//! Control module - Calibration, checkpoint sequencing and the PID law

pub mod calibrator;
pub mod pid;
pub mod setpoint;

pub use calibrator::{CalibrationStatus, Calibrator};
pub use pid::{least_squares_slope, ControllerMode, PidController, PidOutput, Saturation};
pub use setpoint::{DwellState, SetpointHandler, SetpointUpdate};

### The task
Repeat the material in full, exactly as it stands.

### Reply
//! Control module - Calibration, checkpoint sequencing and the PID law

pub mod calibrator;
pub mod pid;
pub mod setpoint;

pub use calibrator::{CalibrationStatus, Calibrator};
pub use pid::{least_squares_slope, ControllerMode, PidController, PidOutput, Saturation};
pub use setpoint::{DwellState, SetpointHandler, SetpointUpdate};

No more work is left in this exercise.